Dans cette fiction de Manguel, Stevenson qui séjourne à l'île Samoa,
tuberculeux au stade avancé, rencontre un autre Écossais, sorte de
prédicateur noir, qui pourrait être son alter ego. (Le lecteur averti
pense spontanément à "Dr. Jekill et Mr. Hyde" de Stevenson).
Stevenson est admiré à l'île pour ses histoires
imaginées, que les autochtones considèrent comme réelles. Mais en
même temps Stevenson, étranger à l'île, n'y est pas
intégré et par là il est porteur de malheur (déjà sa
maladie). Les fantaisies de malheur qui viennent dans la tête de Stevenson
fiévreux par la tuberculose, sont aussi des faits réels sur l'île:
rapt, meurtre, incendie. C'est l'alter ego qui a réalisé tout ce que
Stevenson a imaginé.

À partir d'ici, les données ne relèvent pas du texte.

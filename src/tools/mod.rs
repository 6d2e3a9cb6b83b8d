pub mod export;
pub mod progress;
pub mod run;

pub use export::{export_csv, write_rows};
pub use run::{run, RunContext};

Stevenson crachant du sang, dans une
sorte de délire - alcool ou fièvre? - en tout cas de plus en plus
fiévreux, excité, s'éteint d'un coup.
L'histoire est présentée comme un roman, mais les quelques
détails biographiques et la vivacité du récit donnent
l'impression d'assister réellement aux derniers jours de Stevenson. Le livre
en tant que tel est une curiosité pour celui qui connaît un peu cet auteur
écossais de la deuxième moitié du 19e siècle. Mais le livre
est aussi une invitation à réfléchir sur la relation entre
la fiction et la réalité, relation qui concerne aussi bien le
lecteur que l'écrivain. J'ai pris avec plaisir connaissance de cet auteur
Manguel, dont je connaisssais le nom par les rats (par le livre du mois de juin
2007).
Note : 4/5
(Gallomaniac)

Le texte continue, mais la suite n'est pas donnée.